OSAKA (Nikkei)--Sharp Corp. (6753.TO) plans to curtail its LCD television and solar cell businesses in Europe, focusing instead on such growth markets as Southeast Asia, the Nikkei reported in its Monday morning edition.

The company's European sales came to around Y280 billion in fiscal 2011, but slumped to Y200 billion or so in the year ended March 31. Facing a second straight year of massive net losses through fiscal 2012, the struggling electronics manufacturer seeks to turn its fortunes around with the aid of major lenders. The European downsizing will be part of a medium-term business plan due out Tuesday.

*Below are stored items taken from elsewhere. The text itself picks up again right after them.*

//! Storage categories and the archive layout
//!
//! Every archived file belongs to exactly one category, which decides the
//! folder it lands in under [`ARCHIVE_ROOT`].

use std::fmt;
use std::path::{Component, Path, PathBuf};

use serde::{Deserialize, Serialize};

/// Top-level folder inside every backup archive
pub const ARCHIVE_ROOT: &str = "ReceiptsBackup";

/// Name of the manifest entry directly under [`ARCHIVE_ROOT`]
pub const MANIFEST_NAME: &str = "backup_info.txt";

/// Category of a backed-up file
#[derive(Debug, Clone, Copy, PartialEq, Eq, Hash, PartialOrd, Ord, Serialize, Deserialize)]
#[serde(rename_all = "lowercase")]
pub enum StorageCategory {
    /// Embedded database files
    Database,
    /// Preference files
    Preferences,
    /// Receipt images
    Images,
    /// Anything in an archive that is not under a known category folder
    Other,
}

impl StorageCategory {
    /// Categories that are packaged and restored, in restore order
    pub const RESTORABLE: [StorageCategory; 3] = [
        StorageCategory::Database,
        StorageCategory::Preferences,
        StorageCategory::Images,
    ];

    /// Folder name inside the archive root
    pub fn archive_dir(&self) -> Option<&'static str> {
        match self {
            StorageCategory::Database => Some("database"),
            StorageCategory::Preferences => Some("preferences"),
            StorageCategory::Images => Some("images"),
            StorageCategory::Other => None,
        }
    }

    /// Map an archive folder name back to its category
    pub fn from_archive_dir(dir: &str) -> StorageCategory {
        match dir {
            "database" => StorageCategory::Database,
            "preferences" => StorageCategory::Preferences,
            "images" => StorageCategory::Images,
            _ => StorageCategory::Other,
        }
    }
}

impl fmt::Display for StorageCategory {
    fn fmt(&self, f: &mut fmt::Formatter<'_>) -> fmt::Result {
        match self {
            StorageCategory::Database => write!(f, "database"),
            StorageCategory::Preferences => write!(f, "preferences"),
            StorageCategory::Images => write!(f, "images"),
            StorageCategory::Other => write!(f, "other"),
        }
    }
}

/// The three directories that make up the application's durable state
#[derive(Debug, Clone, PartialEq, Eq)]
pub struct StorageRoots {
    pub database: PathBuf,
    pub preferences: PathBuf,
    pub images: PathBuf,
}

impl StorageRoots {
    pub fn new(database: PathBuf, preferences: PathBuf, images: PathBuf) -> Self {
        Self {
            database,
            preferences,
            images,
        }
    }

    /// Directory holding files of the given category
    pub fn root_for(&self, category: StorageCategory) -> Option<&Path> {
        match category {
            StorageCategory::Database => Some(&self.database),
            StorageCategory::Preferences => Some(&self.preferences),
            StorageCategory::Images => Some(&self.images),
            StorageCategory::Other => None,
        }
    }

    /// Roots paired with their category, in packaging order
    pub fn iter(&self) -> impl Iterator<Item = (StorageCategory, &Path)> {
        StorageCategory::RESTORABLE
            .into_iter()
            .filter_map(move |category| self.root_for(category).map(|root| (category, root)))
    }
}

/// A file scheduled for packaging
#[derive(Debug, Clone)]
pub struct ArchiveEntry {
    /// Absolute path of the source file
    pub source_path: PathBuf,
    /// Name of the entry inside the archive
    pub archive_path: String,
    pub category: StorageCategory,
    pub size_bytes: u64,
}

impl ArchiveEntry {
    /// Build an entry for `source_path`, which lives at `relative` below its root
    pub fn new(
        source_path: PathBuf,
        relative: &Path,
        category: StorageCategory,
        size_bytes: u64,
    ) -> Option<Self> {
        let dir = category.archive_dir()?;
        let relative = to_archive_path(relative)?;
        Some(Self {
            source_path,
            archive_path: format!("{}/{}/{}", ARCHIVE_ROOT, dir, relative),
            category,
            size_bytes,
        })
    }
}

/// A single file that could not be packaged or restored
#[derive(Debug, Clone, PartialEq, Eq, Serialize)]
pub struct EntryFailure {
    /// Source path when packaging, archive entry name when restoring
    pub path: String,
    pub category: StorageCategory,
    pub reason: String,
}

impl EntryFailure {
    pub fn new(
        path: impl Into<String>,
        category: StorageCategory,
        reason: impl Into<String>,
    ) -> Self {
        Self {
            path: path.into(),
            category,
            reason: reason.into(),
        }
    }
}

/// Archive name of the manifest
pub fn manifest_path() -> String {
    format!("{}/{}", ARCHIVE_ROOT, MANIFEST_NAME)
}

/// Join the normal components of a relative path with forward slashes
///
/// Returns `None` for paths that are absolute, empty or climb out with `..`.
pub fn to_archive_path(relative: &Path) -> Option<String> {
    let mut parts = Vec::new();
    for component in relative.components() {
        match component {
            Component::Normal(part) => parts.push(part.to_str()?.to_string()),
            Component::CurDir => {}
            _ => return None,
        }
    }
    if parts.is_empty() {
        None
    } else {
        Some(parts.join("/"))
    }
}

/// Split an archive entry name into its category and the path below it
///
/// `ReceiptsBackup/images/default/a.jpg` becomes `(Images, "default/a.jpg")`.
/// Entries outside the archive root or a category folder map to `Other`.
pub fn classify_archive_path(name: &Path) -> (StorageCategory, Option<PathBuf>) {
    let mut components = name.components();
    let in_root = matches!(
        components.next(),
        Some(Component::Normal(first)) if first == ARCHIVE_ROOT
    );
    if !in_root {
        return (StorageCategory::Other, None);
    }

    let category = match components.next() {
        Some(Component::Normal(dir)) => {
            StorageCategory::from_archive_dir(&dir.to_string_lossy())
        }
        _ => StorageCategory::Other,
    };

    let mut rest = PathBuf::new();
    for component in components {
        match component {
            Component::Normal(part) => rest.push(part),
            Component::CurDir => {}
            _ => return (StorageCategory::Other, None),
        }
    }
    if category == StorageCategory::Other || rest.as_os_str().is_empty() {
        return (StorageCategory::Other, None);
    }
    (category, Some(rest))
}

#[cfg(test)]
mod tests {
    use super::*;

    #[test]
    fn test_entry_archive_path_preserves_subfolders() {
        let entry = ArchiveEntry::new(
            PathBuf::from("/data/images/default/a.jpg"),
            Path::new("default/a.jpg"),
            StorageCategory::Images,
            10,
        )
        .unwrap();
        assert_eq!(entry.archive_path, "ReceiptsBackup/images/default/a.jpg");
    }

    #[test]
    fn test_other_category_has_no_folder() {
        assert!(ArchiveEntry::new(
            PathBuf::from("/x"),
            Path::new("x"),
            StorageCategory::Other,
            0
        )
        .is_none());
    }

    #[test]
    fn test_to_archive_path_rejects_parent_dirs() {
        assert_eq!(to_archive_path(Path::new("a/./b.jpg")), Some("a/b.jpg".to_string()));
        assert_eq!(to_archive_path(Path::new("../evil")), None);
        assert_eq!(to_archive_path(Path::new("")), None);
    }

    #[test]
    fn test_classify_archive_path() {
        let (category, rest) =
            classify_archive_path(Path::new("ReceiptsBackup/images/default/a.jpg"));
        assert_eq!(category, StorageCategory::Images);
        assert_eq!(rest, Some(PathBuf::from("default/a.jpg")));

        let (category, rest) = classify_archive_path(Path::new("ReceiptsBackup/backup_info.txt"));
        assert_eq!(category, StorageCategory::Other);
        assert!(rest.is_none());

        let (category, _) = classify_archive_path(Path::new("elsewhere/database/app.db"));
        assert_eq!(category, StorageCategory::Other);

        let (category, _) = classify_archive_path(Path::new("ReceiptsBackup/database"));
        assert_eq!(category, StorageCategory::Other);

        let (category, rest) =
            classify_archive_path(Path::new("ReceiptsBackup/images/../../outside.jpg"));
        assert_eq!(category, StorageCategory::Other);
        assert!(rest.is_none());
    }

    #[test]
    fn test_roots_iterate_in_restore_order() {
        let roots = StorageRoots::new("db".into(), "prefs".into(), "images".into());
        let order: Vec<_> = roots.iter().map(|(c, _)| c).collect();
        assert_eq!(order, StorageCategory::RESTORABLE.to_vec());
    }
}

Sharp had expected to sell 1 million LCD TVs in Europe last fiscal year. But sales apparently fell short of the goal, sliding roughly 30% from a year earlier. Sharp's market share there fell to 2.2% in 2012, according to U.S. research firm NPD DisplaySearch.

As part of the retrenchment, the company will consider selling a Polish TV factory whose utilization fell after a consignment arrangement with Royal Philips Electronics NV ended last year.

Sharp also plans to scale back output at a British solar module facility and sharply shrink its sales territory. European demand has plunged as a result of changes to feed-in tariff programs for renewable energy in the region.

Sharp (PK) (USOTC:SHCAY)
Historical Stock Chart
From Jun 2024 to Jul 2024 Click Here for more Sharp (PK) Charts.
Sharp (PK) (USOTC:SHCAY)
Historical Stock Chart
From Jul 2023 to Jul 2024 Click Here for more Sharp (PK) Charts.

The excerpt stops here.